> TASK BRIEF: Pull every line that holds the word "contains" from the entries.

[Stored entries]
::::

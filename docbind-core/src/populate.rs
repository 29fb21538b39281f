//! Helpers for resolving reference fields into embedded documents.
//!
//! Backends fetch the referenced documents themselves (applying the nested
//! projection and sort at the store), then call [`embed`] to splice them into
//! the parent documents.

use bson::{Bson, Document};

use crate::options::PopulateSpec;

/// The distinct ids held in `path` across `documents`, in encounter order.
///
/// The field may hold a single id or an array of ids.
pub fn referenced_ids(documents: &[Document], path: &str) -> Vec<Bson> {
    let mut ids: Vec<Bson> = Vec::new();

    for value in documents.iter().filter_map(|doc| doc.get(path)) {
        let candidates = match value {
            Bson::Array(items) => items.iter().collect::<Vec<_>>(),
            Bson::Null => Vec::new(),
            single => vec![single],
        };

        for id in candidates {
            if !ids.contains(id) {
                ids.push(id.clone());
            }
        }
    }

    ids
}

/// Replaces the ids in `spec.path` with the matching documents from `related`.
///
/// A single id with no match becomes `null`. Arrays keep only the matched
/// documents; when `spec` carries a sort they follow the order of `related`
/// (which the backend sorted), otherwise the order of the ids. `skip` and
/// `limit` then window each array.
pub fn embed(documents: &mut [Document], spec: &PopulateSpec, related: &[Document]) {
    let find = |id: &Bson| {
        related
            .iter()
            .find(|doc| doc.get("_id") == Some(id))
    };
    let sorted = spec
        .options
        .as_ref()
        .is_some_and(|o| !o.sort.is_empty());
    let skip = spec
        .options
        .as_ref()
        .and_then(|o| o.effective_skip())
        .unwrap_or(0) as usize;
    let limit = spec
        .options
        .as_ref()
        .and_then(|o| o.effective_limit())
        .map(|n| n as usize)
        .unwrap_or(usize::MAX);

    for document in documents.iter_mut() {
        let replacement = match document.get(&spec.path) {
            None => continue,
            Some(Bson::Array(ids)) => {
                let matched: Vec<Bson> = if sorted {
                    related
                        .iter()
                        .filter(|doc| doc.get("_id").is_some_and(|id| ids.contains(id)))
                        .map(|doc| Bson::Document(doc.clone()))
                        .collect()
                } else {
                    ids.iter()
                        .filter_map(|id| find(id))
                        .map(|doc| Bson::Document(doc.clone()))
                        .collect()
                };

                Bson::Array(
                    matched
                        .into_iter()
                        .skip(skip)
                        .take(limit)
                        .collect(),
                )
            }
            Some(id) => find(id)
                .map(|doc| Bson::Document(doc.clone()))
                .unwrap_or(Bson::Null),
        };

        document.insert(spec.path.clone(), replacement);
    }
}

#[cfg(test)]
mod tests {
    use super::*;
    use crate::{options::PaginationSort, query::SortDirection};
    use bson::doc;

    #[test]
    fn collects_distinct_ids() {
        let docs = vec![
            doc! { "customer": 1, "tags": [10, 11] },
            doc! { "customer": 1, "tags": [11, 12] },
            doc! { "customer": 2 },
        ];

        assert_eq!(referenced_ids(&docs, "customer"), vec![Bson::Int32(1), Bson::Int32(2)]);
        assert_eq!(
            referenced_ids(&docs, "tags"),
            vec![Bson::Int32(10), Bson::Int32(11), Bson::Int32(12)]
        );
    }

    #[test]
    fn embeds_single_and_missing_references() {
        let mut docs = vec![doc! { "customer": 1 }, doc! { "customer": 9 }];
        let related = vec![doc! { "_id": 1, "name": "Ada" }];

        embed(&mut docs, &PopulateSpec::new("customer"), &related);

        assert_eq!(docs[0].get_document("customer").unwrap(), &doc! { "_id": 1, "name": "Ada" });
        assert_eq!(docs[1].get("customer"), Some(&Bson::Null));
    }

    #[test]
    fn windows_sorted_arrays() {
        let mut docs = vec![doc! { "items": [1, 2, 3] }];
        let related = vec![
            doc! { "_id": 3, "n": "c" },
            doc! { "_id": 2, "n": "b" },
            doc! { "_id": 1, "n": "a" },
        ];
        let spec = PopulateSpec::new("items")
            .options(PaginationSort::new().sort("n", SortDirection::Desc).skip(1).limit(1));

        embed(&mut docs, &spec, &related);

        assert_eq!(docs[0].get_array("items").unwrap(), &vec![Bson::Document(doc! { "_id": 2, "n": "b" })]);
    }
}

::::

> YOUR SOLUTION:
            if !ids.contains(id) {
                        .filter(|doc| doc.get("_id").is_some_and(|id| ids.contains(id)))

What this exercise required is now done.